Já Ivo e Hypólito (2015), analisaram efeitos sobre o trabalho docente em duas escolas municipais, de porte médio, no interior do RS, no cerne de uma gestão educacional com ênfase na meritocracia, nos índices educacionais e políticas de avaliação. Os dados coletados, obtidos através de entrevistas com membros da equipe administrativa e pedagógica da secretaria de educação e professores membros das gestões escolares, apontaram a alta influência de uma série de políticas educativas balizadas por índices, com ênfase nos resultados, na produtividade e na responsabilização sobre as práticas cotidianas escolares.

Ivo e Hypólito (2015) refletem sobre o teor das políticas orientadas estritamente por resultados como critérios de qualidade e centrados nos desempenhos de alunos e professores, distanciando-se de preocupações mais amplas com a qualidade educacional. Em suas conclusões, apontam efeitos sobre o trabalho docente, pela construção de uma forma de pensar docente em que estes se sentiam responsabilizados pelos resultados e pela qualidade do ensino, sendo permeados por sentimentos de culpabilização, individualização, competitividade e produtividade, a partir dos quais verdadeiros terrores da performatividade tornavam-se recorrentes.

Pela lapidação dos resumos dos 18 estudos internacionais e 22 trabalhos nacionais – 10 pesquisas de pós-graduação, 6 publicações em eventos, 4 em periódicos e os 02 textos iniciais dos dossiês -– elaborou-se o quadro 4.

Quadro 4 - Síntese dos principais temas nas publicações nacionais e internacionais sobre a performatividade e o trabalho docente.

Tema Internacional Nacional

Avaliações/Testes/Certificação docente 14 10 Resultados/metas/índices/ranking 8 8 Responsabilização (Accountability) 6 8 Desempenho 3 7 Controle/autonomia 5 7 Competitividade 2 5 Plano de carreira/prêmios/bonificações/mérito 3 8 Condições de trabalho/intensificação/sobrecarga 4 5 Currículo 1 2

Programas de formação docente 2 3

Em tal quadro são listadas 10 grandes categorias construídas a partir dos termos mais recorrentes sobre a performatividade e o trabalho docente na escola. Para a categorização, agruparam-se aquelas palavras com proximidade. E para a quantificação delas nas categorias, reconheceu-se a importância de apresentar os diversos indicadores que contemplassem elementos performativos, considerando-se a possibilidade de mais de um tópico ser abordado em um mesmo trabalho.

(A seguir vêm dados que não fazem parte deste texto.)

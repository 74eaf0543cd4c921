//! # Report Intake Common Library
//!
//! Shared code for the report intake crates:
//! - Error types
//! - Event types (IntakeEvent enum) and the broadcast EventBus
//! - Configuration loading
//! - Logging initialization

pub mod config;
pub mod error;
pub mod events;
pub mod logging;

pub use error::{Error, Result};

Ao final do mapeamento realizado, foi possível constatar que da busca articulada dos termos docência e performatividade ou, ainda, da docência e gerencialismo, emergiu uma boa quantidade de pesquisas. Porém, na exploração desses materiais se viu que a docência, em que pese ser contemplada em muitos estudos, muitas vezes aparece tratada como temática mais geral e vinculada à análise de outros elementos do cotidiano escolar, como gestão e currículo.

No caso da performatividade, foi possível depreender que tem sido tematizada crescentemente nas pesquisas nacionais, contudo, seu trato aparecendo de forma superficial. Notou-se, também, pouca quantidade de trabalhos empíricos imbuídos de entender efeitos da performatividade, ou seja, na relação entre os contextos macro-micro/globo-local, além de uma escassez de produções pautando alternativas contra-hegemônicas ao modelo disseminado pela lógica performativa. Fatores esses que justificam o enfoque e as direções assumidas nesta tese.